Khiva is Uzbekistan’s most unique Silk Road city as it’s essentially an open-air museum. There are more than 50 historical sites packed inside its walls including some stunning minarets, madrasas, mosques and mausoleums.
Khiva’s entire Ichcon Qala, the inner walled city, was recognised as a Unesco World Heritage Site in 1990. Modern life is hidden away so visitors can wander the car-free streets and imagine what it was like to live amongst the buildings centuries earlier. And of course, there are plenty of visitors, but if you take a stroll later in the evening or early in the morning it’s quieter and quite magical.

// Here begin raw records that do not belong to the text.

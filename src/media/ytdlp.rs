use anyhow::{Context, Result};
use serde_json::Value;
use tokio::process::Command;
use tracing::{debug, info, warn};

use super::cookies::CookieFile;

const EXTRACT_TIMEOUT: std::time::Duration = std::time::Duration::from_secs(30);

/// Browser-like headers sent on hardened extractions to dodge bot checks.
const BROWSER_HEADERS: &[&str] = &[
    "User-Agent:Mozilla/5.0 (Windows NT 10.0; Win64; x64) AppleWebKit/537.36 (KHTML, like Gecko) Chrome/120.0.0.0 Safari/537.36",
    "Accept:text/html,application/xhtml+xml,application/xml;q=0.9,*/*;q=0.8",
    "Accept-Language:en-us,en;q=0.5",
    "Sec-Fetch-Mode:navigate",
];

const PLAYER_CLIENTS: &str = "youtube:player_client=android,web";

/// Options for one extraction call.
#[derive(Debug, Default, Clone)]
pub struct ExtractOptions<'a> {
    /// yt-dlp format selector; none means the extractor's default.
    pub format: Option<&'a str>,
    /// Send the browser header set and the android/web player clients.
    pub harden: bool,
}

/// Extraction adapter: shells out to yt-dlp and returns its JSON document
/// untouched. Interpretation of the document is the resolver's job.
pub struct YtDlp {
    cookie_blob: Option<String>,
}

impl YtDlp {
    pub fn new(cookie_blob: Option<String>) -> Self {
        Self { cookie_blob }
    }

    pub async fn extract(&self, url: &str, opts: &ExtractOptions<'_>) -> Result<Value> {
        debug!(url, format = opts.format, "extracting with yt-dlp");

        // Keep the cookie file alive until the subprocess has exited.
        let cookies = self.cookie_file();

        let mut command = Command::new("yt-dlp");
        command
            .arg("--dump-single-json")
            .arg("--no-download")
            .arg("--no-warnings");
        if let Some(selector) = opts.format {
            command.arg("--format").arg(selector);
        }
        if opts.harden {
            command.arg("--extractor-args").arg(PLAYER_CLIENTS);
            for header in BROWSER_HEADERS {
                command.arg("--add-headers").arg(header);
            }
        }
        if let Some(cookies) = &cookies {
            command.arg("--cookies").arg(cookies.path());
        }
        command.arg(url);

        let output = tokio::time::timeout(EXTRACT_TIMEOUT, command.output())
            .await
            .context("media extraction timed out")?
            .context("failed to run yt-dlp")?;

        if !output.status.success() {
            let stderr = String::from_utf8_lossy(&output.stderr);
            return Err(anyhow::anyhow!("yt-dlp failed: {}", stderr.trim()));
        }

        let stdout = String::from_utf8_lossy(&output.stdout);
        serde_json::from_str(stdout.trim()).context("parsing yt-dlp output")
    }

    /// Materialize the configured cookie blob for this call. A bad blob is
    /// logged and treated as no cookies at all.
    fn cookie_file(&self) -> Option<CookieFile> {
        let blob = self.cookie_blob.as_deref()?;
        match CookieFile::materialize(blob) {
            Ok(file) => Some(file),
            Err(err) => {
                warn!("ignoring cookie blob: {err:#}");
                None
            }
        }
    }
}

/// Check that the yt-dlp binary is reachable on PATH.
pub async fn probe() -> bool {
    match Command::new("yt-dlp").arg("--version").output().await {
        Ok(output) if output.status.success() => {
            let version = String::from_utf8_lossy(&output.stdout);
            info!("yt-dlp is available, version: {}", version.trim());
            true
        }
        Ok(_) => {
            warn!("yt-dlp --version exited with an error");
            false
        }
        Err(err) => {
            warn!("yt-dlp not found: {err}");
            false
        }
    }
}
use std::sync::Arc;

use async_trait::async_trait;
use tracing::{debug, warn};

use super::error::MediaError;
use super::resolver;
use super::types::{
    Container, DownloadResolution, EncodingOption, Extraction, MediaDescriptor, MediaType,
};
use super::ytdlp::{ExtractOptions, YtDlp};

/// The two operations every platform path supports.
#[async_trait]
pub trait Extractor: Send + Sync {
    /// Human-readable name of the extraction path
    fn name(&self) -> &'static str;

    /// Describe the media behind a URL: metadata plus quality variants
    async fn describe(&self, url: &str) -> Result<MediaDescriptor, MediaError>;

    /// Resolve a direct download URL for the requested quality
    async fn resolve(&self, url: &str, quality: &str) -> Result<DownloadResolution, MediaError>;
}

pub struct YoutubeExtractor {
    adapter: Arc<YtDlp>,
}

impl YoutubeExtractor {
    pub fn new(adapter: Arc<YtDlp>) -> Self {
        Self { adapter }
    }
}

#[async_trait]
impl Extractor for YoutubeExtractor {
    fn name(&self) -> &'static str {
        "youtube-class"
    }

    async fn describe(&self, url: &str) -> Result<MediaDescriptor, MediaError> {
        let opts = ExtractOptions {
            format: Some("best[ext=mp4]/best"),
            harden: true,
        };
        let value = self.adapter.extract(url, &opts).await?;
        resolver::build_descriptor(&Extraction::from_value(&value))
    }

    async fn resolve(&self, url: &str, quality: &str) -> Result<DownloadResolution, MediaError> {
        let target = resolver::target_height(quality);

        // Bounded fallback: walk the selector chain until one attempt
        // yields a direct URL or a non-empty format list.
        let mut extraction = None;
        for selector in resolver::selector_chain(target) {
            let opts = ExtractOptions {
                format: Some(selector.as_str()),
                harden: true,
            };
            match self.adapter.extract(url, &opts).await {
                Ok(value) => {
                    let candidate = Extraction::from_value(&value);
                    if resolver::is_usable(&candidate) {
                        extraction = Some(candidate);
                        break;
                    }
                    debug!(selector = %selector, "selector produced no usable result");
                }
                Err(err) => {
                    warn!(selector = %selector, "selector failed: {err:#}");
                }
            }
        }
        let extraction = extraction.ok_or(MediaError::NoUsableFormat)?;

        resolver::build_resolution(&extraction, target)
    }
}

pub struct InstagramExtractor {
    adapter: Arc<YtDlp>,
}

impl InstagramExtractor {
    pub fn new(adapter: Arc<YtDlp>) -> Self {
        Self { adapter }
    }

    async fn extract_best(&self, url: &str) -> Result<Extraction, MediaError> {
        let opts = ExtractOptions {
            format: Some("best"),
            harden: false,
        };
        let value = self.adapter.extract(url, &opts).await?;
        Ok(Extraction::from_first_entry(&value))
    }
}

#[async_trait]
impl Extractor for InstagramExtractor {
    fn name(&self) -> &'static str {
        "instagram-class"
    }

    async fn describe(&self, url: &str) -> Result<MediaDescriptor, MediaError> {
        let extraction = self.extract_best(url).await?;

        // Single "Download" entry carrying the direct URL; no ranking.
        let option = EncodingOption {
            quality: "Download".to_string(),
            media_type: MediaType::Video,
            filesize: extraction.filesize.map(resolver::size_mb).unwrap_or(0.0),
            format_id: extraction.format_id.clone().unwrap_or_default(),
            extension: Container::coerce(extraction.ext.as_deref()),
            height: extraction.height,
            url: extraction.url.clone(),
        };

        Ok(MediaDescriptor {
            title: extraction
                .title
                .clone()
                .unwrap_or_else(|| "Instagram Video".to_string()),
            thumbnail: extraction.thumbnail.clone(),
            duration: extraction.duration,
            author: extraction
                .uploader
                .clone()
                .unwrap_or_else(|| "Unknown".to_string()),
            formats: vec![option],
        })
    }

    async fn resolve(&self, url: &str, _quality: &str) -> Result<DownloadResolution, MediaError> {
        let extraction = self.extract_best(url).await?;
        resolver::build_instagram_resolution(&extraction)
    }
}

I’d guess that some of Khiva’s most photographed sites are its brightly coloured minaret towers. They were built to ensure the five times daily call to prayers would carry across the city and be easily heard. The short and fat Kalta Minar is probably the most recognisable.
The Juma Minaret is the oldest in Khiva, dating back to the 10th century and is a bit plainer with just thin turquoise stripes around its sand-coloured length. But if I had to pick one, my favourite was probably the Islam Khoja Minaret which has a lovely tapered shape and a mixture of rather elegant stripes.
The oldest mosque in Khiva is the Juma Mosque which also dates back to the 10th century. More than 200 elm pillars supported the roof back then and about 12 of the originals are still in situ. Each pillar has a unique carved pattern, size and shape. Carved stone blocks support the pillars and between the two is a small metal cuff with camel wool inside. This simple piece of engineering was designed to absorb humidity from the ground, deter termites and provide some protection in an earthquake. Pretty clever!
It was surprisingly quiet compared to some of the busier historical sites and felt like quite a calming place to spend time. The mosque also provides access to the Juma Minaret, which I mentioned earlier. It’s 33m high and 81 steps to the top and apparently worth the climb for the views if you don’t mind heights (which I most definitely do!).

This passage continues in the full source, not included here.